- _TASK DESCRIPTION_:
Each line in the listing below that contains "KeyValueStore" should be returned.

- _RECORDS FOR THE TASK_:
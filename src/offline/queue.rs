//! Offline operation queue
//!
//! Buffers mutations that could not complete and replays them in FIFO order
//! once connectivity returns. Each failed replay bumps the operation's retry
//! count; at the ceiling the operation is dropped into a bounded dead-letter log.

use std::collections::VecDeque;
use std::sync::atomic::{AtomicBool, AtomicU64, Ordering};
use std::sync::{Arc, Mutex, MutexGuard, Weak};

use anyhow::{Context, Result};
use tokio::task::JoinHandle;
use uuid::Uuid;

use super::connectivity::Connectivity;
use super::handler::HandlerRegistry;
use super::models::{OperationKind, QueuedOperation, SyncResult};
use super::storage::KeyValueStore;
use crate::config::QueueSettings;

/// Handle returned by `add_listener`
pub type ListenerId = u64;

/// Notification delivered to queue listeners
#[derive(Debug, Clone, PartialEq)]
pub enum QueueEvent {
    /// The queue was mutated; `pending` is its new length
    Changed { pending: usize },
    /// An operation exhausted its retries and left the queue
    Dropped(QueuedOperation),
}

type Listener = Arc<dyn Fn(&QueueEvent) + Send + Sync>;

/// Clears the in-progress flag when a sync pass ends
struct SyncGuard<'a>(&'a AtomicBool);

impl Drop for SyncGuard<'_> {
    fn drop(&mut self) {
        self.0.store(false, Ordering::SeqCst);
    }
}

pub struct OfflineQueue {
    operations: Mutex<VecDeque<QueuedOperation>>,
    dead_letters: Mutex<VecDeque<QueuedOperation>>,
    listeners: Mutex<Vec<(ListenerId, Listener)>>,
    next_listener_id: AtomicU64,
    syncing: AtomicBool,
    storage: Arc<dyn KeyValueStore>,
    handlers: Arc<HandlerRegistry>,
    connectivity: Connectivity,
    settings: QueueSettings,
    auto_sync: Mutex<Option<JoinHandle<()>>>,
}

impl OfflineQueue {
    /// Create the queue, restoring operations persisted by a previous run
    pub fn open(
        storage: Arc<dyn KeyValueStore>,
        handlers: Arc<HandlerRegistry>,
        connectivity: Connectivity,
        settings: QueueSettings,
    ) -> Result<Self> {
        let operations = match storage.get(&settings.storage_key)? {
            Some(raw) => match serde_json::from_str::<Vec<QueuedOperation>>(&raw) {
                Ok(ops) => ops,
                Err(e) => {
                    tracing::warn!(
                        "Discarding unreadable offline queue '{}': {}",
                        settings.storage_key,
                        e
                    );
                    Vec::new()
                }
            },
            None => Vec::new(),
        };

        if !operations.is_empty() {
            tracing::info!("Restored {} queued operations", operations.len());
        }

        Ok(Self {
            operations: Mutex::new(operations.into()),
            dead_letters: Mutex::new(VecDeque::new()),
            listeners: Mutex::new(Vec::new()),
            next_listener_id: AtomicU64::new(1),
            syncing: AtomicBool::new(false),
            storage,
            handlers,
            connectivity,
            settings,
            auto_sync: Mutex::new(None),
        })
    }

    fn ops(&self) -> MutexGuard<'_, VecDeque<QueuedOperation>> {
        self.operations.lock().expect("Offline queue lock poisoned")
    }

    pub fn handlers(&self) -> &Arc<HandlerRegistry> {
        &self.handlers
    }

    pub fn connectivity(&self) -> &Connectivity {
        &self.connectivity
    }

    pub fn len(&self) -> usize {
        self.ops().len()
    }

    pub fn is_empty(&self) -> bool {
        self.ops().is_empty()
    }

    pub fn is_syncing(&self) -> bool {
        self.syncing.load(Ordering::SeqCst)
    }

    /// Copy of the pending operations in replay order
    pub fn pending(&self) -> Vec<QueuedOperation> {
        self.ops().iter().cloned().collect()
    }

    /// Operations dropped after exhausting their retries, oldest first
    pub fn dropped(&self) -> Vec<QueuedOperation> {
        self.dead_letters
            .lock()
            .expect("Offline queue lock poisoned")
            .iter()
            .cloned()
            .collect()
    }

    // ========================================
    // MUTATIONS
    // ========================================

    /// Queue a mutation for later replay. Never fails; a persistence error is
    /// logged and the operation stays queued in memory.
    pub fn enqueue(
        &self,
        kind: OperationKind,
        entity: impl Into<String>,
        data: serde_json::Value,
    ) -> Uuid {
        let operation = QueuedOperation::new(kind, entity, data);
        let id = operation.id;
        tracing::debug!(
            %id,
            kind = %operation.kind,
            entity = %operation.entity,
            "Operation queued"
        );

        self.ops().push_back(operation);
        self.persist_logged();
        self.notify_changed();
        id
    }

    /// Remove one operation regardless of its state
    pub fn dequeue(&self, id: Uuid) -> Option<QueuedOperation> {
        let removed = self.take(id);
        if removed.is_some() {
            self.persist_logged();
            self.notify_changed();
        }
        removed
    }

    /// Empty the queue
    pub fn clear(&self) {
        let count = {
            let mut ops = self.ops();
            let count = ops.len();
            ops.clear();
            count
        };
        tracing::info!("Cleared {} queued operations", count);
        self.persist_logged();
        self.notify_changed();
    }

    fn take(&self, id: Uuid) -> Option<QueuedOperation> {
        let mut ops = self.ops();
        let index = ops.iter().position(|op| op.id == id)?;
        ops.remove(index)
    }

    /// Count a failed attempt; returns the operation if it hit the retry ceiling
    fn record_failure(&self, id: Uuid, error: &str) -> Option<QueuedOperation> {
        let mut ops = self.ops();
        let index = ops.iter().position(|op| op.id == id)?;

        let op = &mut ops[index];
        op.retry_count += 1;
        op.last_error = Some(error.to_string());

        if op.retry_count < self.settings.max_retries {
            tracing::debug!(%id, retry = op.retry_count, "Replay failed, will retry: {}", error);
            return None;
        }
        ops.remove(index)
    }

    fn push_dead_letter(&self, operation: QueuedOperation) {
        tracing::warn!(
            id = %operation.id,
            entity = %operation.entity,
            retries = operation.retry_count,
            "Dropping operation after max retries: {}",
            operation.last_error.as_deref().unwrap_or("unknown error")
        );

        let mut dead = self.dead_letters.lock().expect("Offline queue lock poisoned");
        dead.push_back(operation);
        while dead.len() > self.settings.dead_letter_capacity {
            dead.pop_front();
        }
    }

    // ========================================
    // SYNC
    // ========================================

    /// Replay every queued operation once, in FIFO order.
    ///
    /// Returns `{0, 0}` without touching the queue when offline, when another
    /// sync is running, or when there is nothing to do.
    pub async fn sync(&self) -> SyncResult {
        if !self.connectivity.is_online() {
            tracing::debug!("Skipping sync: offline");
            return SyncResult::default();
        }

        if self
            .syncing
            .compare_exchange(false, true, Ordering::SeqCst, Ordering::SeqCst)
            .is_err()
        {
            tracing::debug!("Skipping sync: already in progress");
            return SyncResult::default();
        }
        let _guard = SyncGuard(&self.syncing);

        let snapshot = self.pending();
        if snapshot.is_empty() {
            return SyncResult::default();
        }

        let mut result = SyncResult::default();
        let mut dropped = Vec::new();

        for operation in snapshot {
            match self.handlers.execute(&operation).await {
                Ok(()) => {
                    self.take(operation.id);
                    result.success += 1;
                }
                Err(e) => {
                    result.failed += 1;
                    if let Some(exhausted) = self.record_failure(operation.id, &e.to_string()) {
                        dropped.push(exhausted);
                    }
                }
            }
        }

        self.persist_logged();
        for operation in dropped {
            self.push_dead_letter(operation.clone());
            self.notify(&QueueEvent::Dropped(operation));
        }
        self.notify_changed();

        tracing::info!(
            success = result.success,
            failed = result.failed,
            remaining = self.len(),
            "Offline queue sync finished"
        );
        result
    }

    // ========================================
    // LIFECYCLE
    // ========================================

    /// Start a background task that syncs whenever connectivity goes from
    /// offline to online. Replaces a previously started task.
    pub fn spawn_auto_sync(self: &Arc<Self>) {
        let queue: Weak<Self> = Arc::downgrade(self);
        let mut rx = self.connectivity.subscribe();
        // Read before spawning so a transition right after this call is not missed
        let mut was_online = *rx.borrow_and_update();

        let handle = tokio::spawn(async move {
            while rx.changed().await.is_ok() {
                let online = *rx.borrow_and_update();
                if online && !was_online {
                    let Some(queue) = queue.upgrade() else {
                        break;
                    };
                    queue.sync().await;
                }
                was_online = online;
            }
        });

        if let Some(previous) = self
            .auto_sync
            .lock()
            .expect("Offline queue lock poisoned")
            .replace(handle)
        {
            previous.abort();
        }
    }

    /// Stop auto-sync and flush the queue to storage
    pub fn shutdown(&self) -> Result<()> {
        if let Some(handle) = self.auto_sync.lock().expect("Offline queue lock poisoned").take() {
            handle.abort();
        }
        self.persist()
    }

    // ========================================
    // PERSISTENCE & LISTENERS
    // ========================================

    fn persist(&self) -> Result<()> {
        let raw = {
            let ops = self.ops();
            serde_json::to_string(&*ops).context("Failed to serialize offline queue")?
        };
        self.storage
            .set(&self.settings.storage_key, &raw)
            .with_context(|| {
                format!("Failed to persist offline queue '{}'", self.settings.storage_key)
            })
    }

    fn persist_logged(&self) {
        if let Err(e) = self.persist() {
            tracing::warn!("{:#}", e);
        }
    }

    /// Register a callback invoked after every queue mutation
    pub fn add_listener<F>(&self, listener: F) -> ListenerId
    where
        F: Fn(&QueueEvent) + Send + Sync + 'static,
    {
        let id = self.next_listener_id.fetch_add(1, Ordering::SeqCst);
        self.listeners
            .lock()
            .expect("Offline queue lock poisoned")
            .push((id, Arc::new(listener)));
        id
    }

    pub fn remove_listener(&self, id: ListenerId) -> bool {
        let mut listeners = self.listeners.lock().expect("Offline queue lock poisoned");
        let before = listeners.len();
        listeners.retain(|(listener_id, _)| *listener_id != id);
        listeners.len() != before
    }

    fn notify_changed(&self) {
        let pending = self.len();
        self.notify(&QueueEvent::Changed { pending });
    }

    fn notify(&self, event: &QueueEvent) {
        // Called without holding the listener lock so callbacks may query the queue
        let listeners: Vec<Listener> = self
            .listeners
            .lock()
            .expect("Offline queue lock poisoned")
            .iter()
            .map(|(_, l)| Arc::clone(l))
            .collect();
        for listener in listeners {
            listener(event);
        }
    }
}

impl Drop for OfflineQueue {
    fn drop(&mut self) {
        if let Ok(mut guard) = self.auto_sync.lock() {
            if let Some(handle) = guard.take() {
                handle.abort();
            }
        }
    }
}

- _WRITTEN RESPONSE_:
use super::storage::KeyValueStore;
    storage: Arc<dyn KeyValueStore>,
        storage: Arc<dyn KeyValueStore>,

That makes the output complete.